Upon discovering that the present state of my back prevents me from doing light labour, and that sitting at a computer for too long results in me being unable to lie flat when I go to bed, I picked up The Road and decided to give it a try. I expected to struggle through twenty or so pages of pretentious twaddle then, depending on the strength of my reaction to that, either give the book to one of the free lending libraries down in the bars in Makrigialos, or usefully employ it in our stove here.

There was some to criticise here. The bare bones writing thing was taken too far with the dropping of apostrophes, which grated, and the lack of speech marks, which sometimes led to confusion. However, the only pretension I found was in the praise the reviewers heaped on The Road. Superlatives abounded in the descriptions of this shattering, searing, utterly compelling, haunting, gripping, brutal, heart-rending story. One twit linked it to global warming and nearly stopped me at the cover, but luckily I ignored that and read on. The Road is about the aftermath where the ‘math’ isn’t really important. If you wanted to be picky this seems to be set in that other possibility-hyped-to-catastrophe the nuclear winter. The reviewer concerned was just going with the ‘right-on’ lazy groupthink, as so many of them do.

So what is this book about? It is about a man and a boy struggling to survive in a burnt and lifeless world as they take the road south, where the man thinks it will be warmer, or rather, it’s about carrying on without hope. It’s the black, white and grey of the cover, stark, dismal, bleak. I read it in about 4 hours and never regretted a second. I even forgot about my back-ache. Recommended.

8 comments:

Grim's Reality said...

I saw the movie. It is the closest thing you could imagine, to how the world re-invented itself into Mutes and Sandburrowers of Patrick Tilley's Amtrack Wars.

There is a line at the start about everyone feeling a couple of quick concussions, and then nothing. I thought maybe it alluded to meteorite impact.

Whatever happened: at the start, you see into the house with stored provisions etc. So they knew what was coming.

It was harsh, one of those "everyone should see this" films, despite feeling totally mauled by the end of it.

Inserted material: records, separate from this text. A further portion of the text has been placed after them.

//! Test support utilities shared across unit and integration tests.

use std::cell::RefCell;
use std::collections::{BTreeSet, VecDeque};
use std::env;
use std::ffi::OsString;
use std::io;
use std::rc::Rc;
use std::sync::{Arc, Mutex as StdMutex};

use tokio::sync::{Mutex, MutexGuard};

use crate::command::{CommandError, CommandOutput, CommandRunner, CommandSpec};

/// Scripted command runner that returns pre-seeded outputs in FIFO order.
///
/// Used to drive deterministic command outcomes without spawning processes.
#[derive(Clone, Debug, Default)]
pub struct ScriptedRunner {
    responses: Rc<RefCell<VecDeque<CommandOutput>>>,
    invocations: Rc<RefCell<Vec<CommandSpec>>>,
}

impl ScriptedRunner {
    /// Creates a new runner with no queued responses.
    #[must_use]
    pub fn new() -> Self {
        Self::default()
    }

    /// Returns a snapshot of all invocations recorded so far.
    #[must_use]
    pub fn invocations(&self) -> Vec<CommandSpec> {
        self.invocations.borrow().clone()
    }

    /// Returns the recorded invocations rendered as shell-like strings.
    #[must_use]
    pub fn command_lines(&self) -> Vec<String> {
        self.invocations
            .borrow()
            .iter()
            .map(CommandSpec::display)
            .collect()
    }

    /// Returns the number of responses still queued.
    #[must_use]
    pub fn pending(&self) -> usize {
        self.responses.borrow().len()
    }

    /// Pushes a successful exit status with empty output.
    pub fn push_success(&self) {
        self.push_output(Some(0), "", "");
    }

    /// Pushes a successful exit status with the given stdout.
    pub fn push_stdout(&self, stdout: impl Into<String>) {
        self.push_output(Some(0), stdout, "");
    }

    /// Pushes a failing exit code with stderr text.
    pub fn push_failure(&self, code: i32, stderr: impl Into<String>) {
        self.push_output(Some(code), "", stderr);
    }

    /// Pushes an explicit command output response.
    pub fn push_output(
        &self,
        code: Option<i32>,
        stdout: impl Into<String>,
        stderr: impl Into<String>,
    ) {
        self.responses.borrow_mut().push_back(CommandOutput {
            code,
            stdout: stdout.into(),
            stderr: stderr.into(),
        });
    }
}

impl CommandRunner for ScriptedRunner {
    fn run(&self, command: &CommandSpec) -> Result<CommandOutput, CommandError> {
        self.invocations.borrow_mut().push(command.clone());
        self.responses
            .borrow_mut()
            .pop_front()
            .ok_or_else(|| CommandError::Spawn {
                program: command.program.clone(),
                message: String::from("no scripted response available"),
            })
    }
}

/// Global mutex used to serialise environment mutation in tests.
pub static ENV_LOCK: Mutex<()> = Mutex::const_new(());

/// Guard that holds the env mutex and restores variables on drop.
pub struct EnvGuard {
    previous: Vec<(String, Option<OsString>)>,
    _guard: MutexGuard<'static, ()>,
}

impl EnvGuard {
    /// Sets multiple environment variables while holding a global mutex.
    ///
    /// Must not be called from within an async runtime.
    #[must_use]
    pub fn set_vars(pairs: &[(&str, &str)]) -> Self {
        debug_assert!(
            {
                let mut seen = BTreeSet::new();
                pairs.iter().all(|(key, _)| seen.insert(*key))
            },
            "duplicate environment variable keys passed to EnvGuard::set_vars"
        );

        let guard = ENV_LOCK.blocking_lock();
        let mut previous = Vec::with_capacity(pairs.len());
        for (key, value) in pairs {
            let old = env::var_os(key);
            // SAFETY: Environment mutation is serialised by `ENV_LOCK`, preventing races.
            unsafe { env::set_var(key, value) };
            previous.push(((*key).to_owned(), old));
        }

        Self {
            previous,
            _guard: guard,
        }
    }
}

impl Drop for EnvGuard {
    fn drop(&mut self) {
        for (key, old) in &self.previous {
            // SAFETY: Environment mutation is serialised by holding `_guard`.
            unsafe {
                match old {
                    Some(val) => env::set_var(key, val),
                    None => env::remove_var(key),
                }
            }
        }
    }
}

#[derive(Clone, Debug, Default)]
struct SharedBuffer(Arc<StdMutex<Vec<u8>>>);

impl io::Write for SharedBuffer {
    fn write(&mut self, buf: &[u8]) -> io::Result<usize> {
        self.0
            .lock()
            .map_err(|_| io::Error::other("log buffer poisoned"))?
            .extend_from_slice(buf);
        Ok(buf.len())
    }

    fn flush(&mut self) -> io::Result<()> {
        Ok(())
    }
}

impl SharedBuffer {
    fn contents(&self) -> String {
        self.0
            .lock()
            .map(|bytes| String::from_utf8_lossy(&bytes).into_owned())
            .unwrap_or_default()
    }
}

/// Runs `f` with a thread-local subscriber and returns its result together
/// with the formatted log output.
pub fn capture_logs<T>(f: impl FnOnce() -> T) -> (T, String) {
    let buffer = SharedBuffer::default();
    let writer = buffer.clone();
    let subscriber = tracing_subscriber::fmt()
        .with_ansi(false)
        .with_max_level(tracing::Level::DEBUG)
        .with_writer(move || writer.clone())
        .finish();
    let result = tracing::subscriber::with_default(subscriber, f);
    (result, buffer.contents())
}

/// Minimal plan document in the provisioning tool's JSON export format.
///
/// Contains a `count`-indexed resource in the root module and a
/// `for_each`-indexed resource in a child module.
#[must_use]
pub fn sample_plan_json() -> String {
    String::from(
        r#"{
  "format_version": "1.2",
  "terraform_version": "1.6.6",
  "variables": {
    "instance_name": { "value": "terrastage-abc123" }
  },
  "planned_values": {
    "outputs": {
      "public_instance_ip": { "sensitive": false }
    },
    "root_module": {
      "resources": [
        {
          "address": "aws_instance.example[0]",
          "mode": "managed",
          "type": "aws_instance",
          "name": "example",
          "index": 0,
          "provider_name": "registry.terraform.io/hashicorp/aws",
          "schema_version": 1,
          "values": { "instance_type": "t3.micro", "tags": { "Name": "terrastage-abc123" } },
          "sensitive_values": { "tags": {} }
        }
      ],
      "child_modules": [
        {
          "address": "module.network",
          "resources": [
            {
              "address": "module.network.aws_subnet.private[\"a\"]",
              "mode": "managed",
              "type": "aws_subnet",
              "name": "private",
              "index": "a",
              "provider_name": "registry.terraform.io/hashicorp/aws",
              "schema_version": 1,
              "values": { "cidr_block": "10.0.1.0/24" }
            }
          ]
        }
      ]
    }
  },
  "resource_changes": [
    {
      "address": "aws_instance.example[0]",
      "mode": "managed",
      "type": "aws_instance",
      "name": "example",
      "index": 0,
      "provider_name": "registry.terraform.io/hashicorp/aws",
      "change": {
        "actions": ["create"],
        "before": null,
        "after": { "instance_type": "t3.micro" },
        "after_unknown": { "id": true, "public_ip": true }
      }
    },
    {
      "address": "module.network.aws_subnet.private[\"a\"]",
      "module_address": "module.network",
      "mode": "managed",
      "type": "aws_subnet",
      "name": "private",
      "index": "a",
      "provider_name": "registry.terraform.io/hashicorp/aws",
      "change": {
        "actions": ["delete", "create"],
        "before": { "cidr_block": "10.0.0.0/24" },
        "after": { "cidr_block": "10.0.1.0/24" },
        "replace_paths": [["cidr_block"]]
      },
      "action_reason": "replace_because_cannot_update"
    }
  ],
  "output_changes": {
    "public_instance_ip": {
      "actions": ["create"],
      "before": null,
      "after_unknown": true
    }
  },
  "configuration": { "root_module": {} }
}"#,
    )
}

The book of Eli on the other hand was on balance a shit film along a similar theme, it's saving graces was good sword play. However it had a "I don't give a flying fuck about your contrived twist in the tail ending", It was the glamour that the Road totally totally lacked (and for the best as well).

Anonymous said...

Read that last year and loved it. Found it strange how something so bleak could also be uplifting

Taylor said...

Check out No Country For Old Men for a great chase novel, very much like the film. Also, Blood Meridian is quite good, but very dense. The main thing that kept me reading was the character of the Judge.

Neal Asher said...

Seen No Country for Old men, very good, though I was dissatisfied by the ending.

Anonymous said...

I watched Book Of Eli and The Road in the space of the week at the cinema.

The Road won out, even though it left me depressed. The book of Eli, promised much but failed to deliver.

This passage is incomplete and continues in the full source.